La data adesso è scritta: 25 settembre 2026. Quel venerdì dovrebbe cominciare la nuova vita del tratto di Corso Mazzini compreso tra la Camera di Commercio e la Questura, destinato a diventare un’area pedonale permanente. Dovrebbe, perché nel centro storico di Catanzaro anche le date più nette finiscono spesso per portarsi dietro un asterisco. Questa volta l’asterisco si chiama viale dei Normanni, l’arteria chiusa dal novembre scorso per la messa in sicurezza del costone e la mitigazione del rischio idrogeologico. Dalla sua riapertura dipendono il riassetto complessivo della circolazione e, secondo le ricostruzioni emerse in questi giorni, anche il debutto effettivo dell’isola pedonale.
Il Comune ha scelto. Ma tra la decisione politica e una pedonalizzazione capace di funzionare c’è ancora uno spazio da riempire con ordinanze, servizi, parcheggi, trasporto pubblico e dati verificabili. E adesso, dopo l’incontro con gli esercenti, affiora anche una diversa lettura del confronto: proficuo per Palazzo De Nobili, soltanto cordiale per chi avrebbe voluto più tempo e un progetto più ambizioso.

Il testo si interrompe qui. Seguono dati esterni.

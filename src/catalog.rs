//! C3: named graph catalog against `{prefix}graph` (spec §3, §6).
//!
//! Kept as a thin cached set rather than re-querying `rdf_quad` on every
//! lookup, mirroring the registry's front-cache shape (`registry.rs`).

use std::collections::HashSet;
use std::sync::Arc;

use parking_lot::RwLock;
use sqlx::Row;
use uuid::Uuid;

use crate::error::{EngineError, EngineResult};
use crate::pool::Pool;
use crate::space::SpaceTables;
use crate::term::Term;

pub struct GraphCatalog {
    pool: Pool,
    tables: SpaceTables,
    cache: RwLock<HashSet<Uuid>>,
}

impl GraphCatalog {
    pub fn new(pool: Pool, tables: SpaceTables) -> Arc<Self> {
        Arc::new(Self {
            pool,
            tables,
            cache: RwLock::new(HashSet::new()),
        })
    }

    /// Registers a graph in the catalog if absent (spec §6 `ensure_graph`).
    /// Interning the graph's own term UUID is the caller's responsibility
    /// (the engine facade does this before delegating here).
    pub async fn ensure_graph(&self, context: Uuid) -> EngineResult<()> {
        if self.cache.read().contains(&context) {
            return Ok(());
        }
        sqlx::query(&format!(
            "INSERT INTO {} (context_uuid) VALUES ($1) ON CONFLICT DO NOTHING",
            self.tables.graph()
        ))
        .bind(context)
        .execute(self.pool.raw())
        .await?;
        self.cache.write().insert(context);
        Ok(())
    }

    /// Removes a graph from the catalog (its quads are removed separately by
    /// the caller via `QuadStore::delete_quads`, per spec §4.8's CLEAR/DROP
    /// split between catalog membership and quad data).
    pub async fn drop_graph(&self, context: Uuid) -> EngineResult<()> {
        let default_graph = Term::default_graph().uuid();
        if context == default_graph {
            return Err(EngineError::UnknownGraph(
                "the default graph cannot be dropped".to_string(),
            ));
        }
        sqlx::query(&format!(
            "DELETE FROM {} WHERE context_uuid = $1",
            self.tables.graph()
        ))
        .bind(context)
        .execute(self.pool.raw())
        .await?;
        self.cache.write().remove(&context);
        Ok(())
    }

    pub async fn contains(&self, context: Uuid) -> EngineResult<bool> {
        if self.cache.read().contains(&context) {
            return Ok(true);
        }
        let row = sqlx::query(&format!(
            "SELECT 1 FROM {} WHERE context_uuid = $1",
            self.tables.graph()
        ))
        .bind(context)
        .fetch_optional(self.pool.raw())
        .await?;
        let present = row.is_some();
        if present {
            self.cache.write().insert(context);
        }
        Ok(present)
    }

    /// Lists every registered graph's UUID (spec §6 `list_graphs`); the
    /// engine facade resolves these back to lexical terms.
    pub async fn list_graphs(&self) -> EngineResult<Vec<Uuid>> {
        let rows = sqlx::query(&format!("SELECT context_uuid FROM {}", self.tables.graph()))
            .fetch_all(self.pool.raw())
            .await?;
        let mut out = Vec::with_capacity(rows.len());
        for row in rows {
            let id: Uuid = row.try_get("context_uuid")?;
            out.push(id);
        }
        let mut cache = self.cache.write();
        for id in &out {
            cache.insert(*id);
        }
        Ok(out)
    }
}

Il 25 settembre scritto nero su bianco
L’annuncio è arrivato al termine dell’incontro a Palazzo De Nobili tra il sindaco Nicola Fiorita, la consigliera delegata alla valorizzazione del centro storico Daniela Palaia e una rappresentanza dei commercianti che operano nel tratto interessato. Secondo la nota ufficiale del Comune, l’isola pedonale sarà permanente, ma organizzata con criteri di flessibilità. Sarà lasciato uno spazio per il transito dei mezzi di soccorso e verrà stabilita una fascia oraria per il carico e lo scarico delle merci. Amministrazione e operatori economici hanno inoltre concordato di mantenere aperto un tavolo permanente, chiamato ad accompagnare l’avvio della misura e a verificarne gli effetti.